Count the lines below that hold the word "populations" and say how many, with no other text.

··· Data to examine ···

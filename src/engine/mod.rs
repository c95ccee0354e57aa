// ABOUTME: Analysis and projection calculators for training week templates
// ABOUTME: Each submodule holds one calculator plus the report types it produces
//
// SPDX-License-Identifier: MIT OR Apache-2.0
// Copyright (c) 2026 Atlas Strength

//! # Analysis Engine
//!
//! Deterministic calculators over a [`crate::models::WeekTemplate`]. The
//! projector and the analysis calculators are independent consumers of the
//! same template; neither depends on the other's output. All calculators
//! are pure and synchronous, so concurrent callers need no coordination.

/// Effective-volume aggregation and weekly training frequency
pub mod volume;

/// Goal scoring against volume landmarks and volume-zone classification
pub mod scoring;

/// Push/pull/legs/core balance analysis
pub mod balance;

/// Severity-ordered alert generation from scores and balance
pub mod alerts;

/// Underserved-muscle detection and exercise suggestions
pub mod suggestions;

/// Mesocycle expansion with progressive overload
pub mod projection;

/// Composite plan analysis combining every calculator
pub mod analyzer;

pub use alerts::{Alert, AlertGenerator, AlertSeverity, AlertType};
pub use analyzer::{MuscleVolumeFinding, PlanAnalysis, PlanAnalyzer};
pub use balance::{
    BalanceAnalyzer, BalanceLabel, BalanceStatus, PatternBalanceReport, PatternSetTotals,
};
pub use projection::{
    DayInstance, Mesocycle, ProgressionProjector, ProjectedEntry, ProjectedSet, WeekInstance,
};
pub use scoring::{GoalScore, GoalScorer, VolumeZone};
pub use suggestions::{ExerciseSuggestion, SuggestionEngine};
pub use volume::VolumeAggregator;
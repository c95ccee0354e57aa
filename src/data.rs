// ABOUTME: Built-in exercise database and volume-landmark table
// ABOUTME: Weekly set landmarks per muscle group, plus a catalog of common gym exercises
//
// SPDX-License-Identifier: MIT OR Apache-2.0
// Copyright (c) 2026 Atlas Strength

//! # Default Exercise Data
//!
//! A built-in exercise catalog and volume-landmark table so the engine is
//! usable without an external data source. Callers with their own catalog
//! construct [`ExerciseCatalog`] and [`LandmarkTable`] directly and skip
//! this module entirely.
//!
//! Landmark values (weekly sets per muscle) follow published hypertrophy
//! volume research; see [`crate::constants`] for references.

use crate::catalog::{ExerciseCatalog, LandmarkTable, VolumeLandmark};
use crate::models::{
    ContributionRole as Role, ExerciseDefinition, MovementPattern as Pattern, MuscleContribution,
};

fn ex(
    id: &str,
    name: &str,
    pattern: Pattern,
    equipment: &str,
    muscles: &[(&str, Role)],
) -> ExerciseDefinition {
    ExerciseDefinition {
        id: id.to_owned(),
        name: name.to_owned(),
        pattern,
        equipment: equipment.to_owned(),
        muscles: muscles
            .iter()
            .map(|&(muscle, role)| MuscleContribution::new(muscle, role))
            .collect(),
    }
}
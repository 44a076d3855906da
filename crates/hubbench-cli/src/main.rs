use std::path::{Path, PathBuf};

use anyhow::{Context, Result};
use clap::{Parser, Subcommand};
use hubbench_core::SweepSpec;
use hubbench_runner::{ExecutorKind, SweepOptions, TrialOptions};
use tracing_subscriber::EnvFilter;

#[derive(Parser)]
#[command(
    name = "hubbench",
    version,
    about = "Cold-start and API latency benchmarks for a session-orchestration hub"
)]
struct Cli {
    #[command(subcommand)]
    command: Commands,
}

#[derive(Subcommand)]
enum Commands {
    /// Run the parameter sweep, one isolated trial per configuration,
    /// streaming CSV rows to stdout.
    Sweep {
        /// Comma-separated population sizes, e.g. 10,100,1000
        #[arg(long)]
        populations: Option<String>,
        /// Comma-separated active fractions in [0, 1], e.g. 0,0.25,1
        #[arg(long)]
        fractions: Option<String>,
        /// YAML sweep spec; flags override its values
        #[arg(long)]
        spec: Option<PathBuf>,
        /// Run trials in this process instead of one worker process each
        #[arg(long)]
        in_process: bool,
        /// Register restored sessions with a real configurable-http-proxy
        #[arg(long)]
        with_proxy: bool,
        /// Tenant-listing page size served by the hub
        #[arg(long)]
        page_limit: Option<u64>,
    },
    /// Internal worker: runs one trial read from an input file.
    #[command(hide = true)]
    Trial {
        #[arg(long)]
        input: PathBuf,
        #[arg(long)]
        output: PathBuf,
    },
}

fn main() -> Result<()> {
    init_tracing();
    match Cli::parse().command {
        Commands::Sweep {
            populations,
            fractions,
            spec,
            in_process,
            with_proxy,
            page_limit,
        } => run_sweep_command(populations, fractions, spec, in_process, with_proxy, page_limit),
        Commands::Trial { input, output } => run_trial_worker(&input, &output),
    }
}

fn init_tracing() {
    let filter = EnvFilter::try_from_default_env().unwrap_or_else(|_| {
        EnvFilter::new("warn,hubbench_runner=info,hubbench_hub=warn,hubbench_cli=info")
    });
    // logs go to stderr so stdout stays a clean CSV stream
    tracing_subscriber::fmt()
        .with_env_filter(filter)
        .with_writer(std::io::stderr)
        .init();
}

fn run_sweep_command(
    populations: Option<String>,
    fractions: Option<String>,
    spec: Option<PathBuf>,
    in_process: bool,
    with_proxy: bool,
    page_limit: Option<u64>,
) -> Result<()> {
    let mut spec = match spec {
        Some(path) => SweepSpec::load(&path)?,
        None => SweepSpec::default(),
    };
    if let Some(raw) = populations {
        spec.populations = parse_usize_list(&raw)?;
    }
    if let Some(raw) = fractions {
        spec.fractions = parse_f64_list(&raw)?;
    }
    if with_proxy {
        spec.with_proxy = true;
    }
    if let Some(limit) = page_limit {
        spec.page_limit = limit;
    }

    let grid = spec.grid()?;
    let options = SweepOptions {
        executor: if in_process {
            ExecutorKind::InProcess
        } else {
            ExecutorKind::Subprocess
        },
        trial: TrialOptions {
            with_proxy: spec.with_proxy,
            page_limit: spec.page_limit,
        },
        worker: None,
    };
    let stdout = std::io::stdout();
    let mut out = stdout.lock();
    hubbench_runner::run_sweep(&grid, &options, &mut out)?;
    Ok(())
}

fn run_trial_worker(input: &Path, output: &Path) -> Result<()> {
    let (config, options) = hubbench_runner::read_worker_input(input)?;
    let outcome = hubbench_runner::run_trial(&config, &options);
    hubbench_runner::write_worker_output(output, &outcome)?;
    // the envelope carries the failure detail; the exit status mirrors it
    outcome.map(|_| ()).map_err(Into::into)
}

fn parse_usize_list(raw: &str) -> Result<Vec<usize>> {
    raw.split(',')
        .map(str::trim)
        .filter(|part| !part.is_empty())
        .map(|part| {
            part.parse::<usize>()
                .with_context(|| format!("invalid population {part:?}"))
        })
        .collect()
}

fn parse_f64_list(raw: &str) -> Result<Vec<f64>> {
    raw.split(',')
        .map(str::trim)
        .filter(|part| !part.is_empty())
        .map(|part| {
            part.parse::<f64>()
                .with_context(|| format!("invalid fraction {part:?}"))
        })
        .collect()
}
use std::path::{Path, PathBuf};

use rusqlite::{params, Connection, OptionalExtension};
use thiserror::Error;

pub const DB_FILE_NAME: &str = "hub.sqlite";

const SCHEMA: &str = "
CREATE TABLE IF NOT EXISTS tenants (
    id INTEGER PRIMARY KEY,
    name TEXT NOT NULL UNIQUE
);
CREATE TABLE IF NOT EXISTS sessions (
    tenant_id INTEGER PRIMARY KEY REFERENCES tenants(id),
    ip TEXT NOT NULL,
    port INTEGER NOT NULL
);
CREATE TABLE IF NOT EXISTS credentials (
    id INTEGER PRIMARY KEY,
    token TEXT NOT NULL UNIQUE,
    scope TEXT NOT NULL
);
";

#[derive(Debug, Error)]
pub enum StoreError {
    #[error("failed to open backing store at {path}: {source}")]
    Open {
        path: PathBuf,
        #[source]
        source: rusqlite::Error,
    },
    #[error("backing store query failed: {0}")]
    Query(#[from] rusqlite::Error),
    #[error("backing store commit failed: {0}")]
    Commit(#[source] rusqlite::Error),
}

#[derive(Debug, Clone, PartialEq, Eq)]
pub struct SessionEndpoint {
    pub ip: String,
    pub port: u16,
}

#[derive(Debug, Clone, PartialEq, Eq)]
pub struct TenantRecord {
    pub name: String,
    pub session: Option<SessionEndpoint>,
}

pub fn sqlite_url(path: &Path) -> String {
    format!("sqlite:///{}", path.display())
}

/// One trial's private backing store. A fresh file is created per trial
/// and never shared.
pub struct HubStore {
    conn: Connection,
    path: PathBuf,
}

impl HubStore {
    pub fn open(path: &Path) -> Result<Self, StoreError> {
        let conn = Connection::open(path).map_err(|source| StoreError::Open {
            path: path.to_path_buf(),
            source,
        })?;
        conn.pragma_update(None, "foreign_keys", "ON")?;
        conn.execute_batch(SCHEMA)?;
        Ok(Self {
            conn,
            path: path.to_path_buf(),
        })
    }

    pub fn url(&self) -> String {
        sqlite_url(&self.path)
    }

    /// Runs `f` inside a single transaction; any error rolls the whole
    /// batch back.
    pub fn in_transaction<T>(
        &self,
        f: impl FnOnce(&Self) -> Result<T, StoreError>,
    ) -> Result<T, StoreError> {
        let tx = self.conn.unchecked_transaction()?;
        let value = f(self)?;
        tx.commit().map_err(StoreError::Commit)?;
        Ok(value)
    }

    pub fn insert_tenant(&self, name: &str) -> Result<i64, StoreError> {
        self.conn
            .execute("INSERT INTO tenants (name) VALUES (?1)", params![name])?;
        Ok(self.conn.last_insert_rowid())
    }

    pub fn attach_session(&self, tenant_id: i64, ip: &str, port: u16) -> Result<(), StoreError> {
        self.conn.execute(
            "INSERT INTO sessions (tenant_id, ip, port) VALUES (?1, ?2, ?3)",
            params![tenant_id, ip, port],
        )?;
        Ok(())
    }

    pub fn insert_credential(&self, token: &str, scope: &str) -> Result<(), StoreError> {
        self.conn.execute(
            "INSERT INTO credentials (token, scope) VALUES (?1, ?2)",
            params![token, scope],
        )?;
        Ok(())
    }

    pub fn admin_token(&self) -> Result<Option<String>, StoreError> {
        self.conn
            .query_row(
                "SELECT token FROM credentials WHERE scope = 'admin' ORDER BY id LIMIT 1",
                [],
                |row| row.get(0),
            )
            .optional()
            .map_err(Into::into)
    }

    pub fn tenant_count(&self) -> Result<u64, StoreError> {
        let count: i64 = self
            .conn
            .query_row("SELECT COUNT(*) FROM tenants", [], |row| row.get(0))?;
        Ok(count as u64)
    }

    pub fn session_count(&self) -> Result<u64, StoreError> {
        let count: i64 = self
            .conn
            .query_row("SELECT COUNT(*) FROM sessions", [], |row| row.get(0))?;
        Ok(count as u64)
    }

    pub fn tenants_page(&self, offset: u64, limit: u64) -> Result<Vec<TenantRecord>, StoreError> {
        let mut stmt = self.conn.prepare(
            "SELECT t.name, s.ip, s.port FROM tenants t \
             LEFT JOIN sessions s ON s.tenant_id = t.id \
             ORDER BY t.id LIMIT ?1 OFFSET ?2",
        )?;
        let rows = stmt.query_map(params![limit as i64, offset as i64], |row| {
            let name: String = row.get(0)?;
            let ip: Option<String> = row.get(1)?;
            let port: Option<u16> = row.get(2)?;
            let session = match (ip, port) {
                (Some(ip), Some(port)) => Some(SessionEndpoint { ip, port }),
                _ => None,
            };
            Ok(TenantRecord { name, session })
        })?;
        rows.collect::<Result<Vec<_>, _>>().map_err(Into::into)
    }

    pub fn tenants_with_sessions(&self) -> Result<Vec<(String, SessionEndpoint)>, StoreError> {
        let mut stmt = self.conn.prepare(
            "SELECT t.name, s.ip, s.port FROM tenants t \
             INNER JOIN sessions s ON s.tenant_id = t.id \
             ORDER BY t.id",
        )?;
        let rows = stmt.query_map([], |row| {
            let name: String = row.get(0)?;
            let ip: String = row.get(1)?;
            let port: u16 = row.get(2)?;
            Ok((name, SessionEndpoint { ip, port }))
        })?;
        rows.collect::<Result<Vec<_>, _>>().map_err(Into::into)
    }
}

#[cfg(test)]
mod tests {
    use super::*;

    fn fresh_store() -> (tempfile::TempDir, HubStore) {
        let dir = tempfile::tempdir().unwrap();
        let store = HubStore::open(&dir.path().join(DB_FILE_NAME)).unwrap();
        (dir, store)
    }

    #[test]
    fn seeds_and_pages_in_insertion_order() {
        let (_dir, store) = fresh_store();
        store
            .in_transaction(|s| {
                s.insert_credential("tok", "admin")?;
                for i in 0..7 {
                    let id = s.insert_tenant(&format!("tenant-{i}"))?;
                    if i % 2 == 0 {
                        s.attach_session(id, "127.0.0.1", 12345)?;
                    }
                }
                Ok(())
            })
            .unwrap();

        assert_eq!(store.tenant_count().unwrap(), 7);
        assert_eq!(store.session_count().unwrap(), 4);
        assert_eq!(store.admin_token().unwrap().as_deref(), Some("tok"));

        let page = store.tenants_page(2, 3).unwrap();
        assert_eq!(page.len(), 3);
        assert_eq!(page[0].name, "tenant-2");
        assert!(page[0].session.is_some());
        assert!(page[1].session.is_none());

        let active = store.tenants_with_sessions().unwrap();
        assert_eq!(active.len(), 4);
        assert_eq!(active[0].0, "tenant-0");
        assert_eq!(active[0].1.port, 12345);
    }

    #[test]
    fn failed_transaction_rolls_back() {
        let (_dir, store) = fresh_store();
        let result: Result<(), StoreError> = store.in_transaction(|s| {
            s.insert_tenant("tenant-0")?;
            // duplicate name violates the unique constraint
            s.insert_tenant("tenant-0")?;
            Ok(())
        });
        assert!(result.is_err());
        assert_eq!(store.tenant_count().unwrap(), 0);
    }

    #[test]
    fn empty_store_has_no_credential() {
        let (_dir, store) = fresh_store();
        assert_eq!(store.tenant_count().unwrap(), 0);
        assert!(store.admin_token().unwrap().is_none());
        assert!(store.tenants_page(0, 50).unwrap().is_empty());
    }

    #[test]
    fn url_is_the_sqlite_connection_string() {
        let (dir, store) = fresh_store();
        let path = dir.path().join(DB_FILE_NAME);
        assert_eq!(store.url(), sqlite_url(&path));
        assert!(store.url().starts_with("sqlite:///"));
    }
}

···

> **Answer for the task**
6